TASK DETAILS >>
Read the listing below and copy out each line where the word "logout" occurs.

EXCERPTED DATA >>
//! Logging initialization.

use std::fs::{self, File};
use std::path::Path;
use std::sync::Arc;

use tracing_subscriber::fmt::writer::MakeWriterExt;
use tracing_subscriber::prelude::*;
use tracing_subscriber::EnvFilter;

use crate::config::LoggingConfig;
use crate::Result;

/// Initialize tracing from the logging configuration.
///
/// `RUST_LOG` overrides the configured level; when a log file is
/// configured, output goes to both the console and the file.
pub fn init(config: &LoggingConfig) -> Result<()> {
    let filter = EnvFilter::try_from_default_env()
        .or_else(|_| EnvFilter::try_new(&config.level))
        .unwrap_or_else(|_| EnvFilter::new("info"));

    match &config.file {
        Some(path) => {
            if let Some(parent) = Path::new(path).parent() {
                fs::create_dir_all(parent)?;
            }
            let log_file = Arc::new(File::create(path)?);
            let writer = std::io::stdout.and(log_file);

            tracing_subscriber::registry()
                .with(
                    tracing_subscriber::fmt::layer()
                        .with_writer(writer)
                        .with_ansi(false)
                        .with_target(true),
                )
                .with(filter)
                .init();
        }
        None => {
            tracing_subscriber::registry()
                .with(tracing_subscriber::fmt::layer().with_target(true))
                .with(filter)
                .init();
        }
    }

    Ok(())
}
--
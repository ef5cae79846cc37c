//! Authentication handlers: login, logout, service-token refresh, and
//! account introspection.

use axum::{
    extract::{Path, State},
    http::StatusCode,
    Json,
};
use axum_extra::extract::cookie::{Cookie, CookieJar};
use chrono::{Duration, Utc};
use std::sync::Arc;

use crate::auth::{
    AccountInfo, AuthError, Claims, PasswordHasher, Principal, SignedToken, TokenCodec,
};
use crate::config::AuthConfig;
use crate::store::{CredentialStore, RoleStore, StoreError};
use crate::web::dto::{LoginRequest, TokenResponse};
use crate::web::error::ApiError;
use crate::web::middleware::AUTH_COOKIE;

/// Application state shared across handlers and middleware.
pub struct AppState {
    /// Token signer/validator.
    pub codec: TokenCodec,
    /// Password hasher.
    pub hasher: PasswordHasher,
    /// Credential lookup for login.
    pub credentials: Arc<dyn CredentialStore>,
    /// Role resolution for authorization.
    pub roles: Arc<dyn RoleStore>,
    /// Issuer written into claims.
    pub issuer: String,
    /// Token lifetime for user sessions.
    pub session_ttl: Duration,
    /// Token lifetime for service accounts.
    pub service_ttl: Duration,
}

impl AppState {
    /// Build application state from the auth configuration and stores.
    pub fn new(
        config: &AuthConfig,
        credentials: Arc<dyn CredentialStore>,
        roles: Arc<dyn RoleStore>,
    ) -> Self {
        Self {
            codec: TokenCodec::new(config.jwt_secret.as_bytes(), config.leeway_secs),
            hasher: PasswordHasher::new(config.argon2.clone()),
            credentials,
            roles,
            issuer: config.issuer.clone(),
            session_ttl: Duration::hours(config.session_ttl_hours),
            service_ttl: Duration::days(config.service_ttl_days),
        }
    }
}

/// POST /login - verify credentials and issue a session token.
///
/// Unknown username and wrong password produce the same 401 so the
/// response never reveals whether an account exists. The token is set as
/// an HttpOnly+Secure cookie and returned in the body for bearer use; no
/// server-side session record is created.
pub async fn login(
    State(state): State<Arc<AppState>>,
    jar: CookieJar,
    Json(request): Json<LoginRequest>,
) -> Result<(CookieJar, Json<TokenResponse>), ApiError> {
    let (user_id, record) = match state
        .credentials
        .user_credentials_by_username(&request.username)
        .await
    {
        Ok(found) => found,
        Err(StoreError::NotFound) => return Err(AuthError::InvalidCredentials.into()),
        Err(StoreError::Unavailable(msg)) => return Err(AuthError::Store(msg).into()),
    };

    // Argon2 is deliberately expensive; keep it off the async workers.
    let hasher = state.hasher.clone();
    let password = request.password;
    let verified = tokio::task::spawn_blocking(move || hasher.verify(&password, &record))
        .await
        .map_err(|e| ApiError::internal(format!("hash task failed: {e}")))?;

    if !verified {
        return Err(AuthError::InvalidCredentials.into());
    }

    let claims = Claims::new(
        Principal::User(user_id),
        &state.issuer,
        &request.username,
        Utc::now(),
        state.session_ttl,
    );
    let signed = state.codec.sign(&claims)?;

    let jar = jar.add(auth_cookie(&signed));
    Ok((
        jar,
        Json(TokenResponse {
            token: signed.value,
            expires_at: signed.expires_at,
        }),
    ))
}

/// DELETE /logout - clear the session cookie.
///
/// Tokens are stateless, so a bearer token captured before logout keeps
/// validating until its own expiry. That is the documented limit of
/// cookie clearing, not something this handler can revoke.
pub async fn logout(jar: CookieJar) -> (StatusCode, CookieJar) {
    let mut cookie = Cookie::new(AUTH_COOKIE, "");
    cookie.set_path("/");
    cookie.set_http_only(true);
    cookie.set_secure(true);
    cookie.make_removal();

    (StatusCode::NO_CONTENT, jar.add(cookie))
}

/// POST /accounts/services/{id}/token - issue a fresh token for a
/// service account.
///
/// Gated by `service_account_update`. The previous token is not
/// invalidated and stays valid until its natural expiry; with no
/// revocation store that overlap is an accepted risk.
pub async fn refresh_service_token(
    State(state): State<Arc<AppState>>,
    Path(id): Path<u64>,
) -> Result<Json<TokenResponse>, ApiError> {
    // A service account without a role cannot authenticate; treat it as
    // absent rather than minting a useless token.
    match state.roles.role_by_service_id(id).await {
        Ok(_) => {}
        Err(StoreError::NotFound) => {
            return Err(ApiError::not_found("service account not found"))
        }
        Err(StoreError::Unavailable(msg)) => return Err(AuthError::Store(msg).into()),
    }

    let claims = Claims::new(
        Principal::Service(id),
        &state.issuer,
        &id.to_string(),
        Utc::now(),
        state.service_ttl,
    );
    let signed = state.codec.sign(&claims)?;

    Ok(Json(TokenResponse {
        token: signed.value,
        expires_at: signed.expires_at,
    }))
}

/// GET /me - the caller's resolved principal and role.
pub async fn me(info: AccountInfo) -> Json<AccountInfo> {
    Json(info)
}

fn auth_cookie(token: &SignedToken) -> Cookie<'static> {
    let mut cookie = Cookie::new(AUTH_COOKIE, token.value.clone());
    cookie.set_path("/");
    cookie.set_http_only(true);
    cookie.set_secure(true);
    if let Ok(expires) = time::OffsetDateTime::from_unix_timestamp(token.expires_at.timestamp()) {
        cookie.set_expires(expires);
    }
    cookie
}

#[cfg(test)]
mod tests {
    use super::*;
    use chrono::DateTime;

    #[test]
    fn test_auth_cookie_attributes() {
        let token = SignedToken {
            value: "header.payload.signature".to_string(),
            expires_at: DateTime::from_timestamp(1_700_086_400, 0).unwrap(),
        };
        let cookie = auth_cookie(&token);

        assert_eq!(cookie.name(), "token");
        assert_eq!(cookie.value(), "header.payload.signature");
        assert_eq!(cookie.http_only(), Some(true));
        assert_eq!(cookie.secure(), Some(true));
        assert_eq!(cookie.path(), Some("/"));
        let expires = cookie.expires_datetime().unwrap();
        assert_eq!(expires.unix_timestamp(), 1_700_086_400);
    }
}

SOLUTION BELOW >>
//! Authentication handlers: login, logout, service-token refresh, and
/// DELETE /logout - clear the session cookie.
/// Tokens are stateless, so a bearer token captured before logout keeps
pub async fn logout(jar: CookieJar) -> (StatusCode, CookieJar) {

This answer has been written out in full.